Supplied data: Begin

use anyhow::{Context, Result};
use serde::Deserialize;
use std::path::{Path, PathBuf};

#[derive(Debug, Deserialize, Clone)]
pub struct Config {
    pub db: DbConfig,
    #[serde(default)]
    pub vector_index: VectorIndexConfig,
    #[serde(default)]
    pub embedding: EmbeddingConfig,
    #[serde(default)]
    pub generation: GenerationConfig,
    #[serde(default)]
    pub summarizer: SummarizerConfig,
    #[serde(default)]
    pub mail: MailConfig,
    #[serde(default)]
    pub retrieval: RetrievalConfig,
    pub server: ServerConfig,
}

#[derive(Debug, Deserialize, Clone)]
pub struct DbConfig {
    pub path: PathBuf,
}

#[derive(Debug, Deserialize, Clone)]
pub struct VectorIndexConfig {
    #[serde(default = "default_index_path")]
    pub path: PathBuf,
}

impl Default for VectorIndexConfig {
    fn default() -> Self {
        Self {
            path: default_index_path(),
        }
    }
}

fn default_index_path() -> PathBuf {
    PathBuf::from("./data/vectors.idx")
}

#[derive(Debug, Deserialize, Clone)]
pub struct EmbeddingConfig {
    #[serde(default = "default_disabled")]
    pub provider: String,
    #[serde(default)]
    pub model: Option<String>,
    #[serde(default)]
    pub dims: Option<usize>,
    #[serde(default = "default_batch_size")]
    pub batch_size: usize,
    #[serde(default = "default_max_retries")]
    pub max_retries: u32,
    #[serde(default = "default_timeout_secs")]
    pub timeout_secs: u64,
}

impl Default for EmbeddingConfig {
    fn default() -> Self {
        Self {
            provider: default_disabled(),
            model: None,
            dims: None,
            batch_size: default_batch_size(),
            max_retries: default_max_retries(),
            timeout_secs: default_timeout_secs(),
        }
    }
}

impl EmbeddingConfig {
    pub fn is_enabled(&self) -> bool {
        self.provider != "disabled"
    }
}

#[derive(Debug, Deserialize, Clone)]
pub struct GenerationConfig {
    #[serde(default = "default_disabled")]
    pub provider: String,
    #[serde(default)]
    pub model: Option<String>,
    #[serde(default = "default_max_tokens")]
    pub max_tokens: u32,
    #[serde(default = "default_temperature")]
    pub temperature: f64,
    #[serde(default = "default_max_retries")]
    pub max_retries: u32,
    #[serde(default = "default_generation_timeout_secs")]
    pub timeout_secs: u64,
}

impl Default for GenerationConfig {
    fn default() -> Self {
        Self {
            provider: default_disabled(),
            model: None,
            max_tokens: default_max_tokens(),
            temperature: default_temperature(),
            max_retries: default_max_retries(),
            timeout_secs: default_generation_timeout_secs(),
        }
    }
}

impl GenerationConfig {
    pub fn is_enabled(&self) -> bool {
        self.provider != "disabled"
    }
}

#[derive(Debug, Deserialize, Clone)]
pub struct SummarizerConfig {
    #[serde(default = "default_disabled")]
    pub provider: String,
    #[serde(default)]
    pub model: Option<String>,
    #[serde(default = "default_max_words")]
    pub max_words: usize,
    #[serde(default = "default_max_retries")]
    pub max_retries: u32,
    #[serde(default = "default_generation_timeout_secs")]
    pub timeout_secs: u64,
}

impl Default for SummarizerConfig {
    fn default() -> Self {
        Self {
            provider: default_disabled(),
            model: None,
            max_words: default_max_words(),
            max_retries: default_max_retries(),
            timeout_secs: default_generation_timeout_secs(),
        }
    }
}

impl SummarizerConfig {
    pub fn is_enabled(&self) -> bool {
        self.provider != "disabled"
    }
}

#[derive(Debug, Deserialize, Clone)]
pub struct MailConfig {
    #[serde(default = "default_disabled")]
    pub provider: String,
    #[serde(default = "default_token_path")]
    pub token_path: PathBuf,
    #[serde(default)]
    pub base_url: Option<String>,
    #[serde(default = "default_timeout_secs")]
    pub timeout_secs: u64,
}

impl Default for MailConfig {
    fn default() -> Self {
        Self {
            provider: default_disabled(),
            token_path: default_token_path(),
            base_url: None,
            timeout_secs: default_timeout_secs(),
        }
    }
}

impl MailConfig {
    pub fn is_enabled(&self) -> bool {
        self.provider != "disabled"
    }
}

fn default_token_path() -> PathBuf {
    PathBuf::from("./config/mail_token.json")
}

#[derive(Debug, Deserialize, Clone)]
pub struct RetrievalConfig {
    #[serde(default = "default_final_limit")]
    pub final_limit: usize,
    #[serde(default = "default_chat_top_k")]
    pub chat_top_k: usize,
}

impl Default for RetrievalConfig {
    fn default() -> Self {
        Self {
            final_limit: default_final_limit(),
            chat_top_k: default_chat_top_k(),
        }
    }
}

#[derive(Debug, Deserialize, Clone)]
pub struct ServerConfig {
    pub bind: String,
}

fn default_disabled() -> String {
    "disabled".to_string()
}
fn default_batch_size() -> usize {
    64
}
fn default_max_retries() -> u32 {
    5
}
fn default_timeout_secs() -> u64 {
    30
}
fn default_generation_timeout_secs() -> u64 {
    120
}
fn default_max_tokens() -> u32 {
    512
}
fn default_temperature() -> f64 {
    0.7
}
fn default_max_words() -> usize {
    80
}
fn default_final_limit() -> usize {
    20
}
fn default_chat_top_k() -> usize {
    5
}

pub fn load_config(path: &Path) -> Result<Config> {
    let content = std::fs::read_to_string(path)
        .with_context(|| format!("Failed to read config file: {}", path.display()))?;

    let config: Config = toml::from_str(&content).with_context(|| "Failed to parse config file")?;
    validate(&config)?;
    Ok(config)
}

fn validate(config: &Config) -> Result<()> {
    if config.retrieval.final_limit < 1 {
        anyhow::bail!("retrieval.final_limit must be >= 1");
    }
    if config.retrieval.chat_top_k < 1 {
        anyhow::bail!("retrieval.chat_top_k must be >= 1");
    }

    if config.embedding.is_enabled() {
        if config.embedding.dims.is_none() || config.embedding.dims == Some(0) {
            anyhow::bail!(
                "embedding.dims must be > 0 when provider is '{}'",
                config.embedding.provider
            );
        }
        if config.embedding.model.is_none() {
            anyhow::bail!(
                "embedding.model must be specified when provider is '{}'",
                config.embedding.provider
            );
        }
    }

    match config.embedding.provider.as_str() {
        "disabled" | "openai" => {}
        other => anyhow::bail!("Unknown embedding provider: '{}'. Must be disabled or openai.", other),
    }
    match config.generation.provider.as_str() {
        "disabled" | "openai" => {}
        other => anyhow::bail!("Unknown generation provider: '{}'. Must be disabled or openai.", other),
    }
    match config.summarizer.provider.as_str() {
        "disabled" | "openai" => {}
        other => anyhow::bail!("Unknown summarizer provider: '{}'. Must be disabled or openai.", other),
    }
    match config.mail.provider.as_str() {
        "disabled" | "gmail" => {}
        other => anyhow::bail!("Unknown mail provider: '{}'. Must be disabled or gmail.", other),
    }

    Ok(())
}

Supplied data: End
Supplied data: Begin

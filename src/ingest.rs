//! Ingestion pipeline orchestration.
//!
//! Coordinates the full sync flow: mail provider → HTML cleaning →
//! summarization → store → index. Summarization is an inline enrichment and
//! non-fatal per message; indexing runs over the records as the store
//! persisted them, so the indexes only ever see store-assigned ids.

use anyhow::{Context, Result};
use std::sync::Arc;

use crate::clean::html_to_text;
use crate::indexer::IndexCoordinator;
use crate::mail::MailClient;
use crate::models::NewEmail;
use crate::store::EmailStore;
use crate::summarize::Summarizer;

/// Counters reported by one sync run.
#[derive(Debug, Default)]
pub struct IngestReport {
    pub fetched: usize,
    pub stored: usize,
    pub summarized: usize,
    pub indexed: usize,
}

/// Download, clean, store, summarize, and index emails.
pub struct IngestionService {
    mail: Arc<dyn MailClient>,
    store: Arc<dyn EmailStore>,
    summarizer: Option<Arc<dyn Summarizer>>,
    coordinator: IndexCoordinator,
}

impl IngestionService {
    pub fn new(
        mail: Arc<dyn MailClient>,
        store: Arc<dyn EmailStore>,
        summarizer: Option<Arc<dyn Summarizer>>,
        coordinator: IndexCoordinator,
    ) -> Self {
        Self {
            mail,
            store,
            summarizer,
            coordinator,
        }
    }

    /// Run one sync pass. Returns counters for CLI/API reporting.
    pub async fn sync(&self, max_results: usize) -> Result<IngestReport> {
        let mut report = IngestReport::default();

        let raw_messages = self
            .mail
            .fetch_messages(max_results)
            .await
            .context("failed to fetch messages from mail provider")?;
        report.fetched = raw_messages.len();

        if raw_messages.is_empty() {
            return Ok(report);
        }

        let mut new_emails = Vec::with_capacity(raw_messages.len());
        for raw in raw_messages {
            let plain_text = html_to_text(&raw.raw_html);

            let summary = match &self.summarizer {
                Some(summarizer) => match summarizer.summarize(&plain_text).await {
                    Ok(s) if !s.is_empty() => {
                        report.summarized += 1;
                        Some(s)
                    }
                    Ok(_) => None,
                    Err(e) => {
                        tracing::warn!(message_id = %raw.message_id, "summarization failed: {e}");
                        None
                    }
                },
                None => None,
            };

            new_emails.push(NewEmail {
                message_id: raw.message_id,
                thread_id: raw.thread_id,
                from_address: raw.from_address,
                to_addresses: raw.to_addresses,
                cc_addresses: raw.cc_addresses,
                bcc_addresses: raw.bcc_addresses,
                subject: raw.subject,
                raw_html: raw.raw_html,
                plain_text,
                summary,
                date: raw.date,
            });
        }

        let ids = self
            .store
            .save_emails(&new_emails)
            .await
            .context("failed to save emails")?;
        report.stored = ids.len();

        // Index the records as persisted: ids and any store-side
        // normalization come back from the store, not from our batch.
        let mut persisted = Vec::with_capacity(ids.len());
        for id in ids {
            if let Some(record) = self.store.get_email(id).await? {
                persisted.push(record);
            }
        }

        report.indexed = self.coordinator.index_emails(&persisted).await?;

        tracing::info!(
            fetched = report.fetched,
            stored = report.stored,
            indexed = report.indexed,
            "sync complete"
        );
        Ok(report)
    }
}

Supplied data: End
Supplied data: Begin

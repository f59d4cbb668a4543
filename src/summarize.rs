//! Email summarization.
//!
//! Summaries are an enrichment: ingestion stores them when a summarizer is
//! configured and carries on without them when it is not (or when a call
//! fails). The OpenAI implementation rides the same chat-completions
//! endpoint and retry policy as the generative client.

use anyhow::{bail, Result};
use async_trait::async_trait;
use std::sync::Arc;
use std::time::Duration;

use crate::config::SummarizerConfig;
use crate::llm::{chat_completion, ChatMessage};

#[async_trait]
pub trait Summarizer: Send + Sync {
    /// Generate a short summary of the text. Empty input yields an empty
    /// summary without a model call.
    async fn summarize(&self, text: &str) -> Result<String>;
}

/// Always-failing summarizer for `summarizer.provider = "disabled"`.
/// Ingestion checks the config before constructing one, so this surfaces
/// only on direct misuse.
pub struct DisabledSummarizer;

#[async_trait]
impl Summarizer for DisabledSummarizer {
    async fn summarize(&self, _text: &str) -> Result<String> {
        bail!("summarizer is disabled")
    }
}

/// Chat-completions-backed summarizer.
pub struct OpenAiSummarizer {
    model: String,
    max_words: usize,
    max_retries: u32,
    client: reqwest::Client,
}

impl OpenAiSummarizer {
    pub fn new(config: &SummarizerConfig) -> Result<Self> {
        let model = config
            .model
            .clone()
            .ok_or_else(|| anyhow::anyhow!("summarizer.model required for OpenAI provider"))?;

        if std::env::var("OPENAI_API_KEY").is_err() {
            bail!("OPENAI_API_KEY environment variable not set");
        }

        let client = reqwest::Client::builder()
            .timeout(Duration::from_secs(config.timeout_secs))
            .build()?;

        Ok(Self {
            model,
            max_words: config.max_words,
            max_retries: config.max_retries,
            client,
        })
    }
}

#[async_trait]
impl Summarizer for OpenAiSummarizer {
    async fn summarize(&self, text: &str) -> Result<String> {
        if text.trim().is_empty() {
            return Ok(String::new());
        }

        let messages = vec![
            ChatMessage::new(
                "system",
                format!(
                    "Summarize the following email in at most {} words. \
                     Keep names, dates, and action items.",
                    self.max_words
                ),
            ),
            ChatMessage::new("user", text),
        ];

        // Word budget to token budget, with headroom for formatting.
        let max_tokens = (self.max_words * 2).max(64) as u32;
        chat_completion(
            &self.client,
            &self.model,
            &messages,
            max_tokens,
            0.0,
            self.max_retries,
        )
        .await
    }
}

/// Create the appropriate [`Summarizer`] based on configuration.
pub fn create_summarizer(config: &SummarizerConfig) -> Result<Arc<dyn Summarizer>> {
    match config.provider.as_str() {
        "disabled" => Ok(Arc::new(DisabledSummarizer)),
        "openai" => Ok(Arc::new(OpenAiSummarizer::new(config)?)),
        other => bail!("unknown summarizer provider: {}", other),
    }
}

Supplied data: End

● **What needs to be done**
Look through the records and copy every line that has the word "DisabledSummarizer".

● **Task output**
pub struct DisabledSummarizer;
impl Summarizer for DisabledSummarizer {
        "disabled" => Ok(Arc::new(DisabledSummarizer)),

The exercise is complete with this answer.